Disturbed lead singer David Draiman claims his band plays classic metal in the mold of Sabbath and, yes, Pantera, but they don't sound much like them. Disturbed has more in common stylistically with alternative rock than with heavy metal. In fact, paying homage to great influences that are unrecognizable in one's own music is a hallmark of brocore. Not that anyone other than dorks like us care.
3. Limp Bizkit
If brocore had an official poster boy, it would be Limp Bizkit's Fred Durst. Coarse and controversial, with his oft-backwards baseball cap, Durst is the quintessential dudebro, the guy who “tries to act as extreme (or XTREME, as he would say) as possible…” Limp Bizkit's rap-rock records indeed saw XTREME sales, but when Durst claimed to have gotten “nookie” from Christina Aguilera — which she refuted — he solidified his standing in the dudebro hall of fame.
Slipknot take themselves very seriously. Wearing masks and costumes and assuming numerical aliases (like “#0”) has the effect of both expressing and suppressing their identities. “I came up with wearing the mask because I didn't want people to see my real pain,” says drummer Shawn Crahan on the TV documentary series Metal Evolution. (In the background looms his bass drum, which has the female reproductive system painted on it.) “I wanted to share my own fear behind the mask,” he adds. “That way you, the fan, could adjust to the symbolism of what I represented…the clown.” Hardcore? Nope — brocore.

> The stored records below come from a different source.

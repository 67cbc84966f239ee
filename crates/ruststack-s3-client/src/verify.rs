//! MD5 checks for local files against uploaded objects.

use std::fs::File;
use std::io::{self, Read};
use std::path::Path;

use md5::{Digest, Md5};
use ruststack_iobuf::IoBuf;
use tracing::debug;

const READ_CHUNK: usize = 4096;

/// Lowercase hex MD5 of the file at `path`.
pub fn file_md5_hex(path: &Path) -> io::Result<String> {
    let mut file = File::open(path)?;
    let mut hasher = Md5::new();
    let mut chunk = [0_u8; READ_CHUNK];
    loop {
        let n = match file.read(&mut chunk) {
            Ok(0) => break,
            Ok(n) => n,
            Err(e) if e.kind() == io::ErrorKind::Interrupted => continue,
            Err(e) => return Err(e),
        };
        hasher.update(&chunk[..n]);
    }
    Ok(hex::encode(hasher.finalize()))
}

/// Whether the file at `path` has MD5 `expected` (hex, case-insensitive).
pub fn verify_file_md5(path: &Path, expected: &str) -> io::Result<bool> {
    let actual = file_md5_hex(path)?;
    let matches = actual.eq_ignore_ascii_case(expected);
    debug!(path = %path.display(), %actual, %expected, matches, "verified file MD5");
    Ok(matches)
}

/// Whether the `ETag` decoded into `buf` is the MD5 of the file at `path`.
///
/// Only single-part uploads have an MD5 `ETag`; a missing `ETag` never
/// matches.
pub fn etag_matches_file(buf: &IoBuf<'_>, path: &Path) -> io::Result<bool> {
    match buf.etag() {
        Some(etag) => verify_file_md5(path, etag.trim_matches('"')),
        None => Ok(false),
    }
}
//! Process-wide default context.
//!
//! Convenience for programs that only ever talk to one endpoint. The context
//! is created on first use from [`ClientConfig::from_env`] with a real HTTP
//! connector; credentials are not loaded until the caller asks for them.
//! Access is serialized by a mutex, so requests through the default context
//! never run concurrently. Use your own [`RequestContext`] values for that.
//!
//! ```no_run
//! use ruststack_iobuf::IoBuf;
//! use ruststack_s3_client::{S3Client, with_default_context};
//!
//! let mut buf = IoBuf::new();
//! with_default_context(|ctx| {
//!     ctx.read_credentials(None)?;
//!     ctx.set_bucket(Some("mybucket"));
//!     S3Client::new(ctx).get(&mut buf, "report.csv")
//! })?;
//! # Ok::<(), ruststack_client_core::ClientError>(())
//! ```

use std::sync::{Arc, LazyLock};

use parking_lot::Mutex;
use ruststack_client_core::{ClientConfig, HttpConnector, RequestContext};
use tracing::debug;

static DEFAULT_CONTEXT: LazyLock<Mutex<RequestContext>> = LazyLock::new(|| {
    let config = ClientConfig::from_env();
    debug!(s3_host = %config.s3_host, sqs_host = %config.sqs_host, "creating default context");
    Mutex::new(RequestContext::from_config(&config, Arc::new(HttpConnector)))
});

/// Run `f` with exclusive access to the default context.
pub fn with_default_context<T>(f: impl FnOnce(&mut RequestContext) -> T) -> T {
    let mut ctx = DEFAULT_CONTEXT.lock();
    f(&mut ctx)
}

/// A new context with the default context's settings and its own transport.
pub fn clone_default_context() -> ruststack_client_core::ClientResult<RequestContext> {
    DEFAULT_CONTEXT.lock().try_clone()
}

#[cfg(test)]
mod tests {
    use super::*;

    #[test]
    fn test_should_share_settings_through_default_context() {
        with_default_context(|ctx| ctx.set_bucket(Some("ambient-bucket")));
        let bucket = with_default_context(|ctx| ctx.bucket().map(str::to_owned));
        assert_eq!(bucket.as_deref(), Some("ambient-bucket"));

        let clone = clone_default_context().unwrap();
        assert_eq!(clone.bucket(), Some("ambient-bucket"));
        with_default_context(|ctx| ctx.set_bucket(None));
    }
}
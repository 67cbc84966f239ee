//! HTTP transport backed by a blocking `reqwest` client.

use std::io::{self, Read};
use std::sync::mpsc::{Receiver, SyncSender, sync_channel};

use http::Version;
use reqwest::blocking::{Body, Client, Response};
use tracing::{debug, trace, warn};

use crate::error::TransportError;
use crate::transport::{
    ConnectionSettings, Connector, Exchange, RequestBody, Transport, TransportRequest,
};

/// Size of the chunks pulled from request sources and pushed to response sinks.
const IO_CHUNK: usize = 16 * 1024;

/// Redirects followed before giving up.
const MAX_REDIRECTS: usize = 10;

/// Request body chunks buffered between the exchange and the sender.
const BODY_QUEUE: usize = 4;

/// Builds [`HttpTransport`]s.
#[derive(Debug, Clone, Copy, Default)]
pub struct HttpConnector;

impl Connector for HttpConnector {
    fn connect(&self, settings: &ConnectionSettings) -> Result<Box<dyn Transport>, TransportError> {
        Ok(Box::new(HttpTransport::new(settings.clone())?))
    }
}

/// A transport owning one `reqwest` connection pool.
#[derive(Debug)]
pub struct HttpTransport {
    settings: ConnectionSettings,
    client: Client,
}

impl HttpTransport {
    /// Build a transport for `settings`.
    ///
    /// # Errors
    ///
    /// Returns [`TransportError::Connect`] if the proxy is malformed or the
    /// TLS backend cannot be initialized.
    pub fn new(settings: ConnectionSettings) -> Result<Self, TransportError> {
        let client = build_client(&settings)?;
        Ok(Self { settings, client })
    }
}

fn build_client(settings: &ConnectionSettings) -> Result<Client, TransportError> {
    let mut builder = Client::builder()
        .redirect(reqwest::redirect::Policy::limited(MAX_REDIRECTS))
        .danger_accept_invalid_certs(settings.accept_invalid_certs);

    if let Some(proxy) = settings.proxy.as_deref() {
        let url = if proxy.contains("://") {
            proxy.to_owned()
        } else {
            format!("http://{proxy}")
        };
        let proxy = reqwest::Proxy::all(&url)
            .map_err(|e| TransportError::Connect(format!("invalid proxy {url}: {e}")))?;
        builder = builder.proxy(proxy);
    }

    builder
        .build()
        .map_err(|e| TransportError::Connect(e.to_string()))
}

/// Reader half of a streamed request body.
///
/// Chunks arrive from [`pump_body`] on the caller's thread. A closed channel
/// ends the body; an error chunk fails the upload.
struct ChannelReader {
    rx: Receiver<io::Result<Vec<u8>>>,
    chunk: Vec<u8>,
    pos: usize,
}

impl ChannelReader {
    fn new(rx: Receiver<io::Result<Vec<u8>>>) -> Self {
        Self {
            rx,
            chunk: Vec::new(),
            pos: 0,
        }
    }
}

impl Read for ChannelReader {
    fn read(&mut self, dst: &mut [u8]) -> io::Result<usize> {
        while self.pos == self.chunk.len() {
            match self.rx.recv() {
                Ok(Ok(chunk)) => {
                    self.chunk = chunk;
                    self.pos = 0;
                }
                Ok(Err(e)) => return Err(e),
                Err(_) => return Ok(0),
            }
        }
        let n = dst.len().min(self.chunk.len() - self.pos);
        dst[..n].copy_from_slice(&self.chunk[self.pos..self.pos + n]);
        self.pos += n;
        Ok(n)
    }
}

/// Feed request body bytes from `exchange` into `tx`, stopping after `limit`
/// bytes when one is given. Returns the number of bytes sent.
///
/// A read error or a body shorter than `limit` is forwarded to the reader so
/// the upload fails instead of completing with a truncated body.
fn pump_body(
    exchange: &mut dyn Exchange,
    limit: Option<u64>,
    tx: &SyncSender<io::Result<Vec<u8>>>,
) -> Result<u64, TransportError> {
    let mut sent = 0_u64;
    let mut chunk = vec![0_u8; IO_CHUNK];
    loop {
        let want = limit.map_or(IO_CHUNK, |l| {
            usize::try_from(l - sent).map_or(IO_CHUNK, |rest| rest.min(IO_CHUNK))
        });
        if want == 0 {
            return Ok(sent);
        }
        let n = match exchange.on_read(&mut chunk[..want]) {
            Ok(n) => n,
            Err(e) => {
                let _ = tx.send(Err(io::Error::new(e.kind(), e.to_string())));
                return Err(e.into());
            }
        };
        if n == 0 {
            break;
        }
        sent += n as u64;
        if tx.send(Ok(chunk[..n].to_vec())).is_err() {
            // The sender stopped reading; its own error is reported instead.
            return Ok(sent);
        }
    }
    match limit {
        Some(expected) if sent < expected => {
            let _ = tx.send(Err(io::ErrorKind::UnexpectedEof.into()));
            Err(TransportError::ShortBody {
                expected,
                actual: sent,
            })
        }
        _ => Ok(sent),
    }
}

/// Send `builder` with a body streamed out of `exchange`.
fn send_streamed(
    builder: reqwest::blocking::RequestBuilder,
    exchange: &mut dyn Exchange,
    limit: Option<u64>,
) -> Result<Response, TransportError> {
    let (tx, rx) = sync_channel(BODY_QUEUE);
    let reader = ChannelReader::new(rx);
    let body = match limit {
        Some(len) => Body::sized(reader, len),
        None => Body::new(reader),
    };
    let request = builder.body(body);

    std::thread::scope(|scope| {
        let sender = scope.spawn(move || request.send());
        let pumped = pump_body(exchange, limit, &tx);
        drop(tx);
        let sent = sender
            .join()
            .map_err(|_| TransportError::Connect("request sender panicked".into()))?;
        match pumped {
            Ok(bytes) => {
                trace!(declared = ?limit, sent = bytes, "streamed request body");
                Ok(sent?)
            }
            Err(e) => {
                warn!(error = %e, "request body failed");
                Err(e)
            }
        }
    })
}

fn status_version(version: Version) -> &'static str {
    match version {
        Version::HTTP_09 => "HTTP/0.9",
        Version::HTTP_10 => "HTTP/1.0",
        Version::HTTP_2 => "HTTP/2",
        Version::HTTP_3 => "HTTP/3",
        _ => "HTTP/1.1",
    }
}

impl Transport for HttpTransport {
    fn perform(
        &mut self,
        request: &TransportRequest,
        exchange: &mut dyn Exchange,
    ) -> Result<(), TransportError> {
        if request.fresh_connect {
            debug!("opening fresh connection");
            self.client = build_client(&self.settings)?;
        }

        let mut builder = self
            .client
            .request(request.method.clone(), request.url.as_str());
        for (name, value) in &request.headers {
            // Framing headers are produced from the body below.
            if name == http::header::TRANSFER_ENCODING || name == http::header::CONTENT_LENGTH {
                continue;
            }
            builder = builder.header(name.clone(), value.clone());
        }

        let mut response = match request.body {
            RequestBody::Empty => builder.send()?,
            RequestBody::Sized(0) => builder.body(Vec::new()).send()?,
            RequestBody::Sized(len) => send_streamed(builder, exchange, Some(len))?,
            RequestBody::Chunked => send_streamed(builder, exchange, None)?,
        };

        let status = response.status();
        let status_line = format!(
            "{} {} {}\r\n",
            status_version(response.version()),
            status.as_u16(),
            status.canonical_reason().unwrap_or("")
        );
        deliver_header(exchange, status_line.as_bytes())?;
        for (name, value) in response.headers() {
            let mut line = Vec::with_capacity(name.as_str().len() + value.len() + 4);
            line.extend_from_slice(name.as_str().as_bytes());
            line.extend_from_slice(b": ");
            line.extend_from_slice(value.as_bytes());
            line.extend_from_slice(b"\r\n");
            deliver_header(exchange, &line)?;
        }
        deliver_header(exchange, b"\r\n")?;

        let mut chunk = vec![0_u8; IO_CHUNK];
        loop {
            let n = match response.read(&mut chunk) {
                Ok(0) => break,
                Ok(n) => n,
                Err(e) if e.kind() == std::io::ErrorKind::Interrupted => continue,
                Err(e) => return Err(e.into()),
            };
            if exchange.on_write(&chunk[..n]) < n {
                return Err(TransportError::Aborted { stage: "write" });
            }
        }

        Ok(())
    }
}

fn deliver_header(exchange: &mut dyn Exchange, line: &[u8]) -> Result<(), TransportError> {
    if exchange.on_header(line) < line.len() {
        return Err(TransportError::Aborted { stage: "header" });
    }
    Ok(())
}
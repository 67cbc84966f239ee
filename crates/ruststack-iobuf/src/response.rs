//! Decoded response scalars and the default header decoder.

use tracing::trace;

use crate::metadata::MetadataList;

const META_PREFIX: &str = "x-amz-meta-";

/// Standard response fields decoded from the header stream of the last request.
#[derive(Debug, Clone, Default, PartialEq, Eq)]
pub struct ResponseInfo {
    /// Numeric status code from the status line, if one was seen.
    pub status_code: Option<u16>,
    /// Text following the protocol token on the status line (e.g. `"404 Not Found"`).
    pub status_text: Option<String>,
    /// Value of the `ETag` header, quotes included.
    pub etag: Option<String>,
    /// Value of the `Last-Modified` header.
    pub last_modified: Option<String>,
    /// Value of the `Content-Length` header, or zero.
    pub content_length: u64,
}

impl ResponseInfo {
    /// Whether the status code is `200 OK`.
    #[must_use]
    pub fn is_ok(&self) -> bool {
        self.status_code == Some(200)
    }
}

/// Decode one raw header line into `info` and `metadata`.
///
/// Recognizes the status line, `ETag`, `Last-Modified`, `Content-Length` and
/// `x-amz-meta-*` headers. Header names are matched case-insensitively;
/// everything else is ignored. Returns the number of bytes consumed, which is
/// always the full line.
pub fn decode_header_line(
    info: &mut ResponseInfo,
    metadata: &mut MetadataList,
    line: &[u8],
) -> usize {
    let text = String::from_utf8_lossy(line);
    let text = text.trim_end_matches(['\r', '\n']);

    if let Some(status) = strip_status_line(text) {
        info.status_code = parse_leading_number(status).and_then(|code| u16::try_from(code).ok());
        info.status_text = Some(status.to_owned());
        trace!(status = %status, "decoded status line");
        return line.len();
    }

    let Some((name, value)) = text.split_once(':') else {
        return line.len();
    };
    let name = name.trim();
    let value = value.trim();

    if name.eq_ignore_ascii_case("etag") {
        info.etag = Some(value.to_owned());
    } else if name.eq_ignore_ascii_case("last-modified") {
        info.last_modified = Some(value.to_owned());
    } else if name.eq_ignore_ascii_case("content-length") {
        info.content_length = parse_leading_number(value).unwrap_or(0);
    } else if let Some(key) = strip_prefix_ignore_case(name, META_PREFIX) {
        if !key.is_empty() {
            metadata.set(key, value);
        }
    }

    line.len()
}

/// Return the text after `HTTP/<version> ` if `line` is a status line.
fn strip_status_line(line: &str) -> Option<&str> {
    strip_prefix_ignore_case(line, "HTTP/")?;
    let (_, rest) = line.split_once(' ')?;
    Some(rest.trim())
}

fn strip_prefix_ignore_case<'s>(s: &'s str, prefix: &str) -> Option<&'s str> {
    let head = s.get(..prefix.len())?;
    head.eq_ignore_ascii_case(prefix).then(|| &s[prefix.len()..])
}

fn parse_leading_number(s: &str) -> Option<u64> {
    let len = s.bytes().take_while(u8::is_ascii_digit).count();
    s[..len].parse().ok()
}
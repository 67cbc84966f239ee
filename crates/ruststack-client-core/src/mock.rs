//! In-memory transport for tests.
//!
//! [`MockConnector`] hands out transports that record every request (with the
//! body bytes the caller produced) and answer with queued [`MockResponse`]s.
//! When the queue is empty a bare `200 OK` is returned. Clones share state,
//! so a test keeps one handle and gives another to the request context.

use std::collections::VecDeque;
use std::sync::Arc;

use http::Method;
use parking_lot::Mutex;

use crate::error::TransportError;
use crate::transport::{
    ConnectionSettings, Connector, Exchange, RequestBody, Transport, TransportRequest,
};

/// A canned response.
#[derive(Debug, Clone, PartialEq, Eq)]
pub struct MockResponse {
    /// Status code.
    pub status: u16,
    /// Reason phrase.
    pub reason: String,
    /// Header `(name, value)` pairs.
    pub headers: Vec<(String, String)>,
    /// Body bytes.
    pub body: Vec<u8>,
}

impl MockResponse {
    /// A response with `status`, `reason` and no headers or body.
    pub fn new(status: u16, reason: impl Into<String>) -> Self {
        Self {
            status,
            reason: reason.into(),
            headers: Vec::new(),
            body: Vec::new(),
        }
    }

    /// `200 OK`.
    #[must_use]
    pub fn ok() -> Self {
        Self::new(200, "OK")
    }

    /// Add a header.
    #[must_use]
    pub fn with_header(mut self, name: impl Into<String>, value: impl Into<String>) -> Self {
        self.headers.push((name.into(), value.into()));
        self
    }

    /// Set the body.
    #[must_use]
    pub fn with_body(mut self, body: impl Into<Vec<u8>>) -> Self {
        self.body = body.into();
        self
    }
}

/// A request as seen by the mock transport.
#[derive(Debug, Clone, PartialEq, Eq)]
pub struct RecordedRequest {
    /// HTTP method.
    pub method: Method,
    /// Absolute URL.
    pub url: String,
    /// Headers in send order, values as text.
    pub headers: Vec<(String, String)>,
    /// Body framing.
    pub body_mode: RequestBody,
    /// Body bytes pulled from the caller.
    pub body: Vec<u8>,
    /// Whether a fresh connection was requested.
    pub fresh_connect: bool,
}

impl RecordedRequest {
    /// Value of the first header called `name` (case-insensitive).
    #[must_use]
    pub fn header(&self, name: &str) -> Option<&str> {
        self.headers
            .iter()
            .find(|(n, _)| n.eq_ignore_ascii_case(name))
            .map(|(_, v)| v.as_str())
    }

    /// Header names in send order.
    #[must_use]
    pub fn header_names(&self) -> Vec<&str> {
        self.headers.iter().map(|(n, _)| n.as_str()).collect()
    }
}

#[derive(Debug, Default)]
struct MockState {
    responses: VecDeque<MockResponse>,
    requests: Vec<RecordedRequest>,
    connects: Vec<ConnectionSettings>,
    resets: usize,
    chunk_size: Option<usize>,
    fail_connect: Option<String>,
}

/// Connector producing [`MockTransport`]s that share one recorder.
#[derive(Debug, Clone, Default)]
pub struct MockConnector {
    state: Arc<Mutex<MockState>>,
}

impl MockConnector {
    /// An empty mock.
    #[must_use]
    pub fn new() -> Self {
        Self::default()
    }

    /// Queue a response.
    pub fn push_response(&self, response: MockResponse) {
        self.state.lock().responses.push_back(response);
    }

    /// Deliver response bodies in chunks of at most `size` bytes.
    pub fn set_chunk_size(&self, size: usize) {
        self.state.lock().chunk_size = Some(size.max(1));
    }

    /// Make the next connects fail with `message`.
    pub fn fail_connect(&self, message: impl Into<String>) {
        self.state.lock().fail_connect = Some(message.into());
    }

    /// All requests performed so far.
    #[must_use]
    pub fn requests(&self) -> Vec<RecordedRequest> {
        self.state.lock().requests.clone()
    }

    /// The most recent request.
    #[must_use]
    pub fn last_request(&self) -> Option<RecordedRequest> {
        self.state.lock().requests.last().cloned()
    }

    /// Settings of every transport created so far.
    #[must_use]
    pub fn connects(&self) -> Vec<ConnectionSettings> {
        self.state.lock().connects.clone()
    }

    /// Number of transport resets before reuse.
    #[must_use]
    pub fn resets(&self) -> usize {
        self.state.lock().resets
    }
}

impl Connector for MockConnector {
    fn connect(&self, settings: &ConnectionSettings) -> Result<Box<dyn Transport>, TransportError> {
        let mut state = self.state.lock();
        if let Some(message) = state.fail_connect.clone() {
            return Err(TransportError::Connect(message));
        }
        state.connects.push(settings.clone());
        Ok(Box::new(MockTransport {
            state: Arc::clone(&self.state),
        }))
    }
}

/// Transport created by [`MockConnector`].
#[derive(Debug)]
pub struct MockTransport {
    state: Arc<Mutex<MockState>>,
}

impl Transport for MockTransport {
    fn perform(
        &mut self,
        request: &TransportRequest,
        exchange: &mut dyn Exchange,
    ) -> Result<(), TransportError> {
        let body = pull_body(exchange, request.body)?;

        let (response, chunk_size) = {
            let mut state = self.state.lock();
            state.requests.push(RecordedRequest {
                method: request.method.clone(),
                url: request.url.clone(),
                headers: request
                    .headers
                    .iter()
                    .map(|(n, v)| {
                        (
                            n.as_str().to_owned(),
                            String::from_utf8_lossy(v.as_bytes()).into_owned(),
                        )
                    })
                    .collect(),
                body_mode: request.body,
                body,
                fresh_connect: request.fresh_connect,
            });
            let response = state.responses.pop_front().unwrap_or_else(MockResponse::ok);
            (response, state.chunk_size)
        };

        let status_line = format!("HTTP/1.1 {} {}\r\n", response.status, response.reason);
        deliver_header(exchange, status_line.as_bytes())?;
        let has_length = response
            .headers
            .iter()
            .any(|(n, _)| n.eq_ignore_ascii_case("content-length"));
        if !has_length {
            let line = format!("Content-Length: {}\r\n", response.body.len());
            deliver_header(exchange, line.as_bytes())?;
        }
        for (name, value) in &response.headers {
            deliver_header(exchange, format!("{name}: {value}\r\n").as_bytes())?;
        }
        deliver_header(exchange, b"\r\n")?;

        let chunk_size = chunk_size.unwrap_or(response.body.len().max(1));
        for chunk in response.body.chunks(chunk_size) {
            if exchange.on_write(chunk) < chunk.len() {
                return Err(TransportError::Aborted { stage: "write" });
            }
        }
        Ok(())
    }

    fn reset(&mut self) {
        self.state.lock().resets += 1;
    }
}

fn pull_body(exchange: &mut dyn Exchange, mode: RequestBody) -> Result<Vec<u8>, TransportError> {
    let limit = match mode {
        RequestBody::Empty => return Ok(Vec::new()),
        RequestBody::Sized(len) => len,
        RequestBody::Chunked => u64::MAX,
    };
    let mut body = Vec::new();
    let mut chunk = [0_u8; 4096];
    while (body.len() as u64) < limit {
        let rest = limit - body.len() as u64;
        let want = usize::try_from(rest).map_or(chunk.len(), |r| r.min(chunk.len()));
        let n = exchange.on_read(&mut chunk[..want])?;
        if n == 0 {
            break;
        }
        body.extend_from_slice(&chunk[..n]);
    }
    if let RequestBody::Sized(expected) = mode
        && body.len() as u64 != expected
    {
        return Err(TransportError::ShortBody {
            expected,
            actual: body.len() as u64,
        });
    }
    Ok(body)
}

fn deliver_header(exchange: &mut dyn Exchange, line: &[u8]) -> Result<(), TransportError> {
    if exchange.on_header(line) < line.len() {
        return Err(TransportError::Aborted { stage: "header" });
    }
    Ok(())
}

See also: Slipknot's Clown On His Exit Strategy
1. Lamb of God
Lamb of God craft admirably technical music. But it's their offstage antics that make them brocore. Watch the Walk With Me In Hell tour DVD to understand; there's the time singer Randy Blythe nearly severs his toe with a machete, and the infamous drunken bus brawl. And now Blythe is facing charges of manslaughter in the Czech Republic, for having allegedly shoved a fan off the stage who later died of a brain hemorrhage. (The band claims Blythe is innocent.) Getting stuck in a European jail while your group solicits money on Facebook sounds strange considering their last album debuted at number three. It's time for these bros to grow up.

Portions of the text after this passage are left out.